In [None]:
import numpy as np
import pandas as pd
from hvplot.plotting import scatter_matrix

`scatter_matrix` shows all the pairwise relationships between the columns. Each non-diagonal plots the corresponding columns against each other, while the diagonal plot shows the distribution of each individual column.
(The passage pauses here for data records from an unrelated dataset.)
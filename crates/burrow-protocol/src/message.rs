//! Control-channel message envelope
//!
//! # Message Flow
//!
//! 1. Agent opens the WebSocket and sends `remoteExitNode/register`
//! 2. Control plane pushes peer, mapping and reload commands at any time
//! 3. Agent sends `remoteExitNode/ping` every minute while connected
//!
//! Transport-level liveness (WebSocket ping/pong) is separate from the
//! application-level `remoteExitNode/ping` message.

use serde::{Deserialize, Serialize};
use serde_json::Value;

use crate::error::ProtocolError;

/// Known message type strings
pub mod message_types {
    /// Add a WireGuard peer on the exit node (inbound)
    pub const PEERS_ADD: &str = "remoteExitNode/peers/add";
    /// Remove a WireGuard peer from the exit node (inbound)
    pub const PEERS_REMOVE: &str = "remoteExitNode/peers/remove";
    /// Replace the exit node's proxy mapping (inbound)
    pub const UPDATE_PROXY_MAPPING: &str = "remoteExitNode/update-proxy-mapping";
    /// Replace the exit node's destinations (inbound)
    pub const UPDATE_DESTINATIONS: &str = "remoteExitNode/update-destinations";
    /// Regenerate the local reverse-proxy configuration (inbound)
    pub const TRAEFIK_RELOAD: &str = "remoteExitNode/traefik/reload";
    /// Agent registration, sent on every connect (outbound)
    pub const REGISTER: &str = "remoteExitNode/register";
    /// Application-level heartbeat (outbound)
    pub const PING: &str = "remoteExitNode/ping";

    /// All inbound command types the agent registers handlers for
    pub const INBOUND: [&str; 5] = [
        PEERS_ADD,
        PEERS_REMOVE,
        UPDATE_PROXY_MAPPING,
        UPDATE_DESTINATIONS,
        TRAEFIK_RELOAD,
    ];
}

/// Envelope for every frame on the control channel
#[derive(Debug, Clone, PartialEq, Serialize, Deserialize)]
pub struct ControlMessage {
    /// Namespaced message type, e.g. `remoteExitNode/peers/add`
    #[serde(rename = "type")]
    pub message_type: String,
    /// Message-specific payload
    #[serde(default)]
    pub data: Value,
}

impl ControlMessage {
    /// Create a new message
    pub fn new(message_type: impl Into<String>, data: Value) -> Self {
        Self {
            message_type: message_type.into(),
            data,
        }
    }

    /// Create a message from any serializable payload
    pub fn with_payload<T: Serialize>(
        message_type: impl Into<String>,
        payload: &T,
    ) -> Result<Self, ProtocolError> {
        Ok(Self::new(message_type, serde_json::to_value(payload)?))
    }

    /// Decode a text frame
    pub fn decode(text: &str) -> Result<Self, ProtocolError> {
        serde_json::from_str(text).map_err(ProtocolError::MalformedEnvelope)
    }

    /// Encode as a text frame
    pub fn encode(&self) -> Result<String, ProtocolError> {
        Ok(serde_json::to_string(self)?)
    }
}

/// Payload of `remoteExitNode/register`
#[derive(Debug, Clone, PartialEq, Eq, Serialize, Deserialize)]
#[serde(rename_all = "camelCase")]
pub struct RegisterPayload {
    /// Version of this agent
    pub remote_exit_node_version: String,
}

/// Payload of `remoteExitNode/ping`
#[derive(Debug, Clone, Copy, PartialEq, Eq, Serialize, Deserialize)]
pub struct PingPayload {
    /// Unix timestamp in seconds
    pub timestamp: u64,
}

#[cfg(test)]
mod tests {
    use super::*;
    use serde_json::json;

    #[test]
    fn test_envelope_field_names() {
        let message = ControlMessage::new(message_types::PING, json!({ "timestamp": 12 }));
        let text = message.encode().unwrap();
        let value: Value = serde_json::from_str(&text).unwrap();
        assert_eq!(value["type"], "remoteExitNode/ping");
        assert_eq!(value["data"]["timestamp"], 12);
    }

    #[test]
    fn test_decode_without_data() {
        let message = ControlMessage::decode(r#"{"type":"remoteExitNode/traefik/reload"}"#).unwrap();
        assert_eq!(message.message_type, message_types::TRAEFIK_RELOAD);
        assert!(message.data.is_null());
    }

    #[test]
    fn test_decode_rejects_missing_type() {
        let err = ControlMessage::decode(r#"{"data":{}}"#).unwrap_err();
        assert!(matches!(err, ProtocolError::MalformedEnvelope(_)));
    }

    #[test]
    fn test_register_payload_is_camel_case() {
        let payload = RegisterPayload {
            remote_exit_node_version: "1.2.3".to_string(),
        };
        let message = ControlMessage::with_payload(message_types::REGISTER, &payload).unwrap();
        assert_eq!(message.data, json!({ "remoteExitNodeVersion": "1.2.3" }));
    }
}
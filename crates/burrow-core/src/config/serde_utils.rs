//! Shared serialization/deserialization utilities for configuration
//!
//! Durations are written as plain integers so config files stay readable.
//! Timer settings use milliseconds, request timeouts use seconds.

/// Helper module for Duration serialization as milliseconds
///
/// ```ignore
/// #[derive(Serialize, Deserialize)]
/// struct Config {
///     #[serde(with = "burrow_core::config::serde_utils::duration_millis")]
///     interval: Duration,
/// }
/// ```
pub mod duration_millis {
    use serde::{self, Deserialize, Deserializer, Serializer};
    use std::time::Duration;

    /// Serialize a Duration as milliseconds (u64)
    pub fn serialize<S>(duration: &Duration, serializer: S) -> Result<S::Ok, S::Error>
    where
        S: Serializer,
    {
        serializer.serialize_u64(duration.as_millis() as u64)
    }

    /// Deserialize a Duration from milliseconds (u64)
    pub fn deserialize<'de, D>(deserializer: D) -> Result<Duration, D::Error>
    where
        D: Deserializer<'de>,
    {
        let millis = u64::deserialize(deserializer)?;
        Ok(Duration::from_millis(millis))
    }
}

/// Helper module for Duration serialization as seconds
pub mod duration_secs {
    use serde::{self, Deserialize, Deserializer, Serializer};
    use std::time::Duration;

    /// Serialize a Duration as seconds (u64)
    pub fn serialize<S>(duration: &Duration, serializer: S) -> Result<S::Ok, S::Error>
    where
        S: Serializer,
    {
        serializer.serialize_u64(duration.as_secs())
    }

    /// Deserialize a Duration from seconds (u64)
    pub fn deserialize<'de, D>(deserializer: D) -> Result<Duration, D::Error>
    where
        D: Deserializer<'de>,
    {
        let secs = u64::deserialize(deserializer)?;
        Ok(Duration::from_secs(secs))
    }
}

#[cfg(test)]
mod tests {
    use super::*;
    use serde::{Deserialize, Serialize};
    use std::time::Duration;

    #[derive(Debug, PartialEq, Serialize, Deserialize)]
    struct TimerConfig {
        #[serde(with = "duration_millis")]
        interval: Duration,
        #[serde(with = "duration_secs")]
        timeout: Duration,
    }

    #[test]
    fn test_serialize_units() {
        let config = TimerConfig {
            interval: Duration::from_millis(1500),
            timeout: Duration::from_secs(30),
        };
        let json = serde_json::to_string(&config).unwrap();
        assert_eq!(json, r#"{"interval":1500,"timeout":30}"#);
    }

    #[test]
    fn test_deserialize_units() {
        let config: TimerConfig =
            serde_json::from_str(r#"{"interval":60000,"timeout":5}"#).unwrap();
        assert_eq!(config.interval, Duration::from_secs(60));
        assert_eq!(config.timeout, Duration::from_secs(5));
    }
}
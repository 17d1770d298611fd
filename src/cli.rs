//! Command-line interface definition using clap.
//!
//! The export format is taken as free text and resolved through
//! [`FormatTag`](crate::parser::FormatTag)'s `FromStr`, so an unknown tag is
//! reported as [`ChatstatError::UnsupportedFormat`](crate::ChatstatError)
//! like any other library error.
//!
//! ```rust
//! use chatstat::cli::Args;
//! use clap::Parser;
//!
//! let args = Args::parse_from(["chatstat", "android", "chat.txt", "-f", "jsonl", "-vv"]);
//! assert_eq!(args.platform, "android");
//! assert_eq!(args.verbose, 2);
//! ```

use std::path::PathBuf;

use clap::Parser;

use crate::format::OutputFormat;

/// Turn WhatsApp chat exports into a table of messages with calendar
/// features.
#[derive(Parser, Debug, Clone)]
#[command(name = "chatstat")]
#[command(version, about, long_about = None)]
#[command(after_help = "EXAMPLES:
    chatstat ios _chat.txt
    chatstat android chat.txt --format jsonl
    chatstat android chat.txt --join-continuations --summary
    chatstat ios _chat.txt --config phrases.json -f columns")]
pub struct Args {
    /// Export format: ios (bracketed) or android (dashed)
    #[arg(value_name = "FORMAT")]
    pub platform: String,

    /// Path to the exported .txt transcript
    pub input: PathBuf,

    /// Output table format
    #[arg(short, long, value_enum, default_value = "csv")]
    pub format: OutputFormat,

    /// Print parse counters to stderr after the table
    #[arg(long)]
    pub summary: bool,

    /// JSON file overriding phrase lists and placeholders
    #[arg(long, value_name = "FILE")]
    pub config: Option<PathBuf>,

    /// Append unprefixed Android lines to the previous message
    #[arg(long)]
    pub join_continuations: bool,

    /// Increase log verbosity (-v debug, -vv trace)
    #[arg(short, long, action = clap::ArgAction::Count)]
    pub verbose: u8,
}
This function is closely modelled on [pandas.plotting.scatter_matrix](https://pandas.pydata.org/pandas-docs/stable/reference/api/pandas.plotting.scatter_matrix.html).

## Parameters:

* **`data`** (`DataFrame`): The data to plot. Every column is compared to every other column.
* **`c`** (`str`, optional): Column to color by
* **`chart`** (`str`, optional): Chart type for the off-diagonal plots (one of 'scatter', 'bivariate', 'hexbin')
* **`diagonal`**: (`str`, optional): Chart type for the diagonal plots (one of 'hist', 'kde')
* **`alpha`** (`float`, optional): Transparency level for the off-diagonal plots
* **`nonselection_alpha`** (`float`, optional): Transparency level for nonselected object in the off-diagonal plots
* **`tools`** (`list` of `str`, optional) Interaction tools to include. Defaults are 'box_select' and 'lasso_select'
* **`cmap`/`colormap`**: (`str` or colormap object, optional): Colormap to use for off-diagonal plots.  Default is [Category10](https://github.com/d3/d3-3.x-api-reference/blob/master/Ordinal-Scales.md#category10).
* **`diagonal_kwds`/`hist_kwds`/`density_kwds`** (`dict`, optional): Keyword options for the diagonal plots
* **`datashade`**(default=False):  Whether to apply rasterization and shading (colormapping) using the Datashader library, returning an RGB object instead of 
    individual points
* **`rasterize`**(default=False): Whether to apply rasterization using the Datashader library, returning an aggregated Image (to be colormapped by the 
    plotting backend) instead of individual points
* **`dynspread`**(default=False): For plots generated with datashade=True or rasterize=True,  automatically increase the point size when the data is sparse
    so that individual points become more visible. kwds supported include ``max_px``, ``threshold``,  ``shape``, ``how`` and ``mask``.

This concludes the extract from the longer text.